## Directions
Pull out every line with the word "explicit" from the entries below.
━━━ Input
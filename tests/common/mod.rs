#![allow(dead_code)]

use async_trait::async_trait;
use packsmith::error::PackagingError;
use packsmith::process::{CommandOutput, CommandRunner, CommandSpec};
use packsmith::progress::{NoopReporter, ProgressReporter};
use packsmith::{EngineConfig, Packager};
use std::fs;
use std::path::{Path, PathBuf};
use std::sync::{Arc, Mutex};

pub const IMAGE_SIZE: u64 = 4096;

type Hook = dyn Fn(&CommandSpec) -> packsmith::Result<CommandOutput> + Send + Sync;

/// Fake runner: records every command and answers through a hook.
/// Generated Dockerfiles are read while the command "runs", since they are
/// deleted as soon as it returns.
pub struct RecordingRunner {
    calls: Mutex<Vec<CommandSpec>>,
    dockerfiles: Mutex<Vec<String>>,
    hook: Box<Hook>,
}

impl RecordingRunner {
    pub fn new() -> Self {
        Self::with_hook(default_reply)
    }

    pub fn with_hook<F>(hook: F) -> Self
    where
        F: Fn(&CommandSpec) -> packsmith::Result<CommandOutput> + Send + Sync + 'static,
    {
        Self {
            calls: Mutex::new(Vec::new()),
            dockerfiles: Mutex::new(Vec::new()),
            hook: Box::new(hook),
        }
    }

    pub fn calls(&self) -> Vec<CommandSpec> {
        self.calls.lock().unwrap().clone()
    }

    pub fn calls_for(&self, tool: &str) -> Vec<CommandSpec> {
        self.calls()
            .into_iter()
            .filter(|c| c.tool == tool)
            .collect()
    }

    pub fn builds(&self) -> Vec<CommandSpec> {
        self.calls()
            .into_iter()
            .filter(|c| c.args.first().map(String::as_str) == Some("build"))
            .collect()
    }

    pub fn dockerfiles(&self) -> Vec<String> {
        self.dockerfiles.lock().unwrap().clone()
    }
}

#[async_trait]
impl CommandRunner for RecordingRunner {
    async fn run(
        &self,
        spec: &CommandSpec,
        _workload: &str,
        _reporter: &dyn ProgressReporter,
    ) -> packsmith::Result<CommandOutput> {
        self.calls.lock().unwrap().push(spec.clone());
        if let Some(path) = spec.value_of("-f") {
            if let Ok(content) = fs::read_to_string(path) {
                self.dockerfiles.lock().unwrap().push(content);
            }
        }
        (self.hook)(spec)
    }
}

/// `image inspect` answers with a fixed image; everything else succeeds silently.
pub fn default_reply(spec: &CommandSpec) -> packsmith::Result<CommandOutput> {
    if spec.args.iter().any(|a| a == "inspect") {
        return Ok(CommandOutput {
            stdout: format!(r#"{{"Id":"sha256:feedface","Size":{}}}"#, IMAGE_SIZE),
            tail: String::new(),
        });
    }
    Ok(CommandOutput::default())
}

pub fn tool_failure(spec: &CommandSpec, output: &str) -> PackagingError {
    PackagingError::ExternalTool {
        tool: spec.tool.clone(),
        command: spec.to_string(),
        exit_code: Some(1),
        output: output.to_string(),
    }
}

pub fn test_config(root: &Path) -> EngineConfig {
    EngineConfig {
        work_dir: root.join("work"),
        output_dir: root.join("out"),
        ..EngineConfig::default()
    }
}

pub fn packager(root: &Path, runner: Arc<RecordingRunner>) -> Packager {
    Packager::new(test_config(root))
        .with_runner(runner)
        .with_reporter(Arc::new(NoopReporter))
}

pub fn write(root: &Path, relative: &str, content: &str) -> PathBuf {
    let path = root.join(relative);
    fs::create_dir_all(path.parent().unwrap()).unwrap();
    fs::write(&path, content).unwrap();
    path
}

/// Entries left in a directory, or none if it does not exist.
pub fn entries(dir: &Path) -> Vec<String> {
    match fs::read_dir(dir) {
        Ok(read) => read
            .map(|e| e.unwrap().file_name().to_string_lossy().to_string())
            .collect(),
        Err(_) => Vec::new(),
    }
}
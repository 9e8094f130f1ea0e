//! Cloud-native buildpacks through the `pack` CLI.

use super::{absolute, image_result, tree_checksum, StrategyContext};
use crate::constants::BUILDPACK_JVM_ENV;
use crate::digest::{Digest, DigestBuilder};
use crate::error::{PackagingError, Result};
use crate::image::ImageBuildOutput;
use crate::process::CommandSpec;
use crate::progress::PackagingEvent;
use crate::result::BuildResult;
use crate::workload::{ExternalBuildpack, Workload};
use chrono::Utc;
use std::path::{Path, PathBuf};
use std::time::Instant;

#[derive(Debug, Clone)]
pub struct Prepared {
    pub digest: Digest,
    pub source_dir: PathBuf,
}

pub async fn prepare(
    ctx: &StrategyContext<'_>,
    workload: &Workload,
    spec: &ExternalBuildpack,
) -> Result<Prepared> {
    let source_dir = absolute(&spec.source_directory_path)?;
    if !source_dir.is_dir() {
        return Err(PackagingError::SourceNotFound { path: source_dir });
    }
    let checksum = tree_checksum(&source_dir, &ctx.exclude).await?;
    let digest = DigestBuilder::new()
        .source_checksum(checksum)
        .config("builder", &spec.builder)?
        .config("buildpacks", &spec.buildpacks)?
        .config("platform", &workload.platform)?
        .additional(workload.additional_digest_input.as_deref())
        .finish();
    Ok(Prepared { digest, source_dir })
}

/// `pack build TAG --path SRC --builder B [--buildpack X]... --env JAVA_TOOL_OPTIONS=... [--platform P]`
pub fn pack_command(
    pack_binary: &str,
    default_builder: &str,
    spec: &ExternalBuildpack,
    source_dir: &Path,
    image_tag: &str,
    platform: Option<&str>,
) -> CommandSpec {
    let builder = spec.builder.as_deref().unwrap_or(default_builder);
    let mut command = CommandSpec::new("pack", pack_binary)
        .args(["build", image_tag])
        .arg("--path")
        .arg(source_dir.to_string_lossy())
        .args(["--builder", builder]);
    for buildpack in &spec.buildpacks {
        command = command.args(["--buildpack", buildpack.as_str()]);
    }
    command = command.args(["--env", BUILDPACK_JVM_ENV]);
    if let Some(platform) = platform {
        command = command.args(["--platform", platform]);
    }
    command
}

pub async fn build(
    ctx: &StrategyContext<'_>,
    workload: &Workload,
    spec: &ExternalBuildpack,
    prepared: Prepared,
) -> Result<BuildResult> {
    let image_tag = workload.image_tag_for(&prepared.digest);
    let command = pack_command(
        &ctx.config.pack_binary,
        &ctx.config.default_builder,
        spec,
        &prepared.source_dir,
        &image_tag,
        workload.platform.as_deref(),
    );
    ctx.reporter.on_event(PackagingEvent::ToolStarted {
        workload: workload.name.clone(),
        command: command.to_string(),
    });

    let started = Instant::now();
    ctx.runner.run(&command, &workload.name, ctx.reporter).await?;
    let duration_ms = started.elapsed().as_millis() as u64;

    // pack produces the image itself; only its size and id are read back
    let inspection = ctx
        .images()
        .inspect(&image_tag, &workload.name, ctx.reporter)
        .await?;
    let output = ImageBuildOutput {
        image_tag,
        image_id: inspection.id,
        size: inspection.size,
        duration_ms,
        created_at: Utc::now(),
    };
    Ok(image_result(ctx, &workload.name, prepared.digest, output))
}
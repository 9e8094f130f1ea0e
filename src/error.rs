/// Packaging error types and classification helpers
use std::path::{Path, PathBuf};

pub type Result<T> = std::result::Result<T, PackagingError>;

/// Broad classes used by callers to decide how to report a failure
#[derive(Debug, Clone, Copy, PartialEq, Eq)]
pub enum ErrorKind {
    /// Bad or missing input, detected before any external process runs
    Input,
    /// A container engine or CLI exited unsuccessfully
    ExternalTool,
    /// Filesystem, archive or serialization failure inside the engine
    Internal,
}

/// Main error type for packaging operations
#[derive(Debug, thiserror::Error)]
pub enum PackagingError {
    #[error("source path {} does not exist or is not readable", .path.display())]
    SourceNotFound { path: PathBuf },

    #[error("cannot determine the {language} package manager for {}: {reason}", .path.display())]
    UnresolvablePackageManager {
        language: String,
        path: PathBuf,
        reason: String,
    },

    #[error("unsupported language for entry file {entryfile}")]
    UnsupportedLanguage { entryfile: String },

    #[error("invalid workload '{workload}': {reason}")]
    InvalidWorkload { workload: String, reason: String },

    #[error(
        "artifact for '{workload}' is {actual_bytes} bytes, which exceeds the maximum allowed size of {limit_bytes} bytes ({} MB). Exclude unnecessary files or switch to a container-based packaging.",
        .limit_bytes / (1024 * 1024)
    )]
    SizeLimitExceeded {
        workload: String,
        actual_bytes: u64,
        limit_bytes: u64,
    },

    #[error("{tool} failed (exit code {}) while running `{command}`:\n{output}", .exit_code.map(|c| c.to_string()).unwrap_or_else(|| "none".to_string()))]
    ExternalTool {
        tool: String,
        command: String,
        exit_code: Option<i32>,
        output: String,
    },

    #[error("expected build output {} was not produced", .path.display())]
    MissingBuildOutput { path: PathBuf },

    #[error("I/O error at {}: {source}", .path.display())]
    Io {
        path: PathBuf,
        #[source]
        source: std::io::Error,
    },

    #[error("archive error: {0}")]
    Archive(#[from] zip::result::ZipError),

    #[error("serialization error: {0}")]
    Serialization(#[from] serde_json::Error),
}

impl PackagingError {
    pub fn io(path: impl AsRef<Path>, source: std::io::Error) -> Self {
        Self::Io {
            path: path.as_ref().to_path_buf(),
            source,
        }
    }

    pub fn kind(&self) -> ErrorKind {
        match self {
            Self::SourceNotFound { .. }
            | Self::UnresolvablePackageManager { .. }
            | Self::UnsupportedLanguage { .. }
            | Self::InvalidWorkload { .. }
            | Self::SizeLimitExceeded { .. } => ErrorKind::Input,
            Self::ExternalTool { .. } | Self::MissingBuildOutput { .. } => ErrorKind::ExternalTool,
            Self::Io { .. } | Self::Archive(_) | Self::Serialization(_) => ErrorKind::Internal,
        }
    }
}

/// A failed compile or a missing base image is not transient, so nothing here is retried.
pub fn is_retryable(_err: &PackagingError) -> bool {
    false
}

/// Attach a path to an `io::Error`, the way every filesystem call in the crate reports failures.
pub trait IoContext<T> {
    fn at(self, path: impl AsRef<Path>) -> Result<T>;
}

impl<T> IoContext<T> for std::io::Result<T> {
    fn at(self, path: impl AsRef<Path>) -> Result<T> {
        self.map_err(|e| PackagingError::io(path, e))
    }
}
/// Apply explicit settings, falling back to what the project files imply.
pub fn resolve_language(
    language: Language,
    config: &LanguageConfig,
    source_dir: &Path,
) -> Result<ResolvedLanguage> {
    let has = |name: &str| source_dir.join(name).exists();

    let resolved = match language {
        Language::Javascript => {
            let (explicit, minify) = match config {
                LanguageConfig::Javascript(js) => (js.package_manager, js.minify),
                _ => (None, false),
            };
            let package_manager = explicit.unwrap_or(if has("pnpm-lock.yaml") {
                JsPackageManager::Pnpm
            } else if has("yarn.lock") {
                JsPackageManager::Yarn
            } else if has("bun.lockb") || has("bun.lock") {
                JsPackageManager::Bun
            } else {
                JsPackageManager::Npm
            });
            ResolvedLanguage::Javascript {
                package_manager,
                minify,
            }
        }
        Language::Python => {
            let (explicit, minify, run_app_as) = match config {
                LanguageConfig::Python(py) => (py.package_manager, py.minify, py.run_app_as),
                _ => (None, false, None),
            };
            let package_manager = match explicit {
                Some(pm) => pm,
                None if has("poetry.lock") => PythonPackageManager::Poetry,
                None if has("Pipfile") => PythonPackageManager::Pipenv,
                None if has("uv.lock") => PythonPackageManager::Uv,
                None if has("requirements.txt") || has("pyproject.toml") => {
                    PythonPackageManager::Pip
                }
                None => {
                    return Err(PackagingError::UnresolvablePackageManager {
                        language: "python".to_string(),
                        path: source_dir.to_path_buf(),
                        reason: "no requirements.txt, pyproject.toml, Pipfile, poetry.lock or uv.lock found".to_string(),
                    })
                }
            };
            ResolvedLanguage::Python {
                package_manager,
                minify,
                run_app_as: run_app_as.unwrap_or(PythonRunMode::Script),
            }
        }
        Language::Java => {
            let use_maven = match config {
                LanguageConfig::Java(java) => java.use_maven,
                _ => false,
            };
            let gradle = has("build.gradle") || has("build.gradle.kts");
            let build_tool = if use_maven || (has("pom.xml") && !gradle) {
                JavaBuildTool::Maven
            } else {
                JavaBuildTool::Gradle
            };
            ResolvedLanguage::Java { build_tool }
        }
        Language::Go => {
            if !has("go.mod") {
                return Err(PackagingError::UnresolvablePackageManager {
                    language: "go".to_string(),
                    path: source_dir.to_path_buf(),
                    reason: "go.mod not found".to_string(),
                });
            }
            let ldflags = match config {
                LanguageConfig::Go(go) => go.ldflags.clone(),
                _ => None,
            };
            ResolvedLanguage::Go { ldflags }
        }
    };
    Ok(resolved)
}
━━━━━━
## Answer to this exercise
/// Apply explicit settings, falling back to what the project files imply.
            let (explicit, minify) = match config {
            let package_manager = explicit.unwrap_or(if has("pnpm-lock.yaml") {
            let (explicit, minify, run_app_as) = match config {
            let package_manager = match explicit {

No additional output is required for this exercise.